Accade in un paese come l’Italia che diversamente dalla Germania, non ha le leggi sulla morte assistita cioè la pratica di consentire a un paziente in condizioni di salute estreme di scegliere se lasciarsi morire. Secondo i cattolici è “coraggioso soltanto chi offre la propria sofferenza a Dio”, e per convincere i più indecisi aggiungono che “portare a termine la propria vita sopportando il dolore è una dimostrazione di dignità e coraggio”. Sono convinto che in una società laica sia assurdo esaltare la “sacralità” della vita in termini astratti, se il contributo da pagare è il dolore e la sofferenza atroce di pazienti e familiari, nella corsia di un ospedale.

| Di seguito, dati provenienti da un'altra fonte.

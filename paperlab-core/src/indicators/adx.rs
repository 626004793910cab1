//! ADX - Average Directional Index (Wilder).
//!
//! Steps, evaluated bar by bar:
//! 1. +DM, -DM and true range from consecutive candles (from bar 1)
//! 2. Wilder-smooth them over `period` (seed: mean of bars 1..=period)
//! 3. +DI = 100 * sm(+DM) / sm(TR), -DI = 100 * sm(-DM) / sm(TR)
//! 4. DX = 100 * |+DI - -DI| / (+DI + -DI)
//! 5. ADX = DX Wilder-smoothed over `smooth_period`
//!
//! First ADX value at bar `period + smooth_period - 1`.

use crate::domain::Candle;
use crate::series::Series;

use super::Indicator;

/// max(high - low, |high - prev_close|, |low - prev_close|)
pub fn true_range(candle: &Candle, prev_close: f64) -> f64 {
    (candle.high - candle.low)
        .max((candle.high - prev_close).abs())
        .max((candle.low - prev_close).abs())
}

/// One Wilder step: prev + (x - prev) / period.
fn wilder_step(prev: f64, x: f64, period: usize) -> f64 {
    prev + (x - prev) / period as f64
}

fn mean(series: &Series<f64>, first: usize, last: usize) -> f64 {
    let sum: f64 = (first..=last).map(|i| series.get(i)).sum();
    sum / (last + 1 - first) as f64
}

#[derive(Debug, Clone)]
pub struct Adx {
    period: usize,
    smooth_period: usize,
    name: String,
    tr: Series<f64>,
    plus_dm: Series<f64>,
    minus_dm: Series<f64>,
    smooth_tr: Series<f64>,
    smooth_plus_dm: Series<f64>,
    smooth_minus_dm: Series<f64>,
    dx: Series<f64>,
    adx: Series<f64>,
}

impl Adx {
    pub fn new(period: usize, smooth_period: usize) -> Self {
        assert!(period >= 1, "ADX period must be >= 1");
        assert!(smooth_period >= 1, "ADX smooth period must be >= 1");
        Self {
            period,
            smooth_period,
            name: format!("adx_{period}_{smooth_period}"),
            tr: Series::new(),
            plus_dm: Series::new(),
            minus_dm: Series::new(),
            smooth_tr: Series::new(),
            smooth_plus_dm: Series::new(),
            smooth_minus_dm: Series::new(),
            dx: Series::new(),
            adx: Series::new(),
        }
    }

    fn series_mut(&mut self) -> [&mut Series<f64>; 8] {
        [
            &mut self.tr,
            &mut self.plus_dm,
            &mut self.minus_dm,
            &mut self.smooth_tr,
            &mut self.smooth_plus_dm,
            &mut self.smooth_minus_dm,
            &mut self.dx,
            &mut self.adx,
        ]
    }

    fn directional_movement(&mut self, index: usize, candles: &Series<Candle>) {
        let curr = candles.get(index);
        let prev = candles.get(index - 1);
        let up = curr.high - prev.high;
        let down = prev.low - curr.low;

        self.plus_dm
            .set(index, if up > down && up > 0.0 { up } else { 0.0 });
        self.minus_dm
            .set(index, if down > up && down > 0.0 { down } else { 0.0 });
        self.tr.set(index, true_range(&curr, prev.close));
    }

    fn smooth_directional(&mut self, index: usize) {
        let p = self.period;
        if index == p {
            self.smooth_tr.set(index, mean(&self.tr, 1, p));
            self.smooth_plus_dm.set(index, mean(&self.plus_dm, 1, p));
            self.smooth_minus_dm.set(index, mean(&self.minus_dm, 1, p));
        } else {
            let tr = wilder_step(self.smooth_tr.get(index - 1), self.tr.get(index), p);
            let pdm = wilder_step(self.smooth_plus_dm.get(index - 1), self.plus_dm.get(index), p);
            let mdm = wilder_step(self.smooth_minus_dm.get(index - 1), self.minus_dm.get(index), p);
            self.smooth_tr.set(index, tr);
            self.smooth_plus_dm.set(index, pdm);
            self.smooth_minus_dm.set(index, mdm);
        }

        let str_ = self.smooth_tr.get(index);
        let dx = if str_ == 0.0 {
            0.0
        } else {
            let plus_di = 100.0 * self.smooth_plus_dm.get(index) / str_;
            let minus_di = 100.0 * self.smooth_minus_dm.get(index) / str_;
            let di_sum = plus_di + minus_di;
            if di_sum == 0.0 {
                0.0
            } else {
                100.0 * (plus_di - minus_di).abs() / di_sum
            }
        };
        self.dx.set(index, dx);
    }
}

impl Indicator for Adx {
    fn name(&self) -> &str {
        &self.name
    }

    fn warmup_bars(&self) -> usize {
        self.period + self.smooth_period - 1
    }

    fn update(&mut self, index: usize, candles: &Series<Candle>) -> f64 {
        if index == 0 {
            return 0.0;
        }
        self.directional_movement(index, candles);

        if index < self.period {
            return 0.0;
        }
        self.smooth_directional(index);

        let first = self.warmup_bars();
        if index < first {
            return 0.0;
        }
        let adx = if index == first {
            mean(&self.dx, self.period, first)
        } else {
            wilder_step(self.adx.get(index - 1), self.dx.get(index), self.smooth_period)
        };
        self.adx.set(index, adx);
        adx
    }

    fn value(&self, index: usize) -> f64 {
        self.adx.get(index)
    }

    fn truncate(&mut self, len: usize) {
        self.series_mut().into_iter().for_each(|s| s.truncate(len));
    }

    fn clear(&mut self) {
        self.series_mut().into_iter().for_each(|s| s.clear());
    }
}
//! Laguerre RSI oscillator and its overbought/oversold edge detector.

pub mod laguerre_rsi;
pub mod threshold;

pub use laguerre_rsi::{rsi_from_stages, LaguerreRsi, OscillatorMode};
pub use threshold::{ThresholdDetector, ThresholdEdge, ThresholdLevels};
use serde::{Deserialize, Serialize};
use thiserror::Error;

/// Instrument metadata: identity and tick size.
///
/// The engine treats a missing instrument as "not ready": indicator series are
/// still computed, but no signal markers or events are produced until metadata
/// is supplied.
#[derive(Debug, Clone, Serialize, Deserialize, PartialEq)]
pub struct Instrument {
    pub symbol: String,
    pub tick_size: f64,
}

impl Instrument {
    /// Create a new instrument, rejecting non-positive or non-finite tick sizes.
    pub fn new(symbol: impl Into<String>, tick_size: f64) -> Result<Self, InstrumentError> {
        if !tick_size.is_finite() || tick_size <= 0.0 {
            return Err(InstrumentError::InvalidTickSize { tick_size });
        }
        Ok(Self {
            symbol: symbol.into(),
            tick_size,
        })
    }

    /// Price offset of `ticks` whole ticks.
    pub fn ticks(&self, ticks: u32) -> f64 {
        f64::from(ticks) * self.tick_size
    }

    /// Round price to the nearest tick.
    pub fn round_price(&self, price: f64) -> f64 {
        (price / self.tick_size).round() * self.tick_size
    }
}

#[derive(Debug, Error, PartialEq)]
pub enum InstrumentError {
    #[error("tick_size must be positive and finite, got {tick_size}")]
    InvalidTickSize { tick_size: f64 },
}

#[cfg(test)]
mod tests {
    use super::*;

    #[test]
    fn test_tick_offsets() {
        let inst = Instrument::new("ES", 0.25).unwrap();
        assert_eq!(inst.ticks(0), 0.0);
        assert_eq!(inst.ticks(4), 1.0);
        assert_eq!(inst.ticks(7), 1.75);
    }

    #[test]
    fn test_tick_size_rounding() {
        let inst = Instrument::new("SPY", 0.01).unwrap();
        assert!((inst.round_price(100.126) - 100.13).abs() < 1e-9);
        assert!((inst.round_price(100.124) - 100.12).abs() < 1e-9);
    }

    #[test]
    fn test_rejects_bad_tick_size() {
        assert!(Instrument::new("X", 0.0).is_err());
        assert!(Instrument::new("X", -0.5).is_err());
        assert!(Instrument::new("X", f64::NAN).is_err());
    }
}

Se un adulto maturo può compiere scelte di vita nette e irrevocabili come cambiare sesso o abortire, non si capisce perché non possa avere la medesima autorità sulla propria morte
Gli studi sui malati terminali dimostrano che costoro non vogliono soltanto evitare le sofferenze, ma desiderano rimanere lucidi per non essere un peso per chi gli sta vicino. Il sistema sanitario italiano è totalmente incapace di soddisfare questi bisogni, e il prezzo di questa incapacità non può essere misurato soltanto in euro. La cosa più difficile non è come rendere economicamente sostenibile il sistema, bensì costruire un’assistenza sanitaria che aiuti i pazienti moribondi a scegliersi come morire.
Fino a non molto tempo fa, morire era un processo rapido. Che la causa fosse un’infezione, un parto difficile, un infarto o una polmonite, spesso l’intervallo di tempo tra la diagnosi di una malattia mortale e la morte stessa era questione di giorni o settimane. Oggi, invece, le malattie brevi con esiti fatali sono l’eccezione. Malauguratamente è diventata quasi una normalità la condizione incurabile, nella quale la morte è certa, ma i tempi no.
Insomma, non ci si può soltanto accettare che la battaglia è persa. Bisogna avere il coraggio di affrontarla, uscendo dagli schemi, superando le ideologie, rispettando soprattutto la volontà di chi soffre e dei suoi familiari. Se un adulto maturo può compiere scelte di vita nette e irrevocabili, come cambiare sesso o abortire, non capisco perché non possa avere la medesima autorità sulla propria morte, sul diritto di concludere la propria vita quando si ritiene pronta o pronto. Un diritto che in Italia rimane sconosciuto, come di Veronesi resterà il buon ricordo.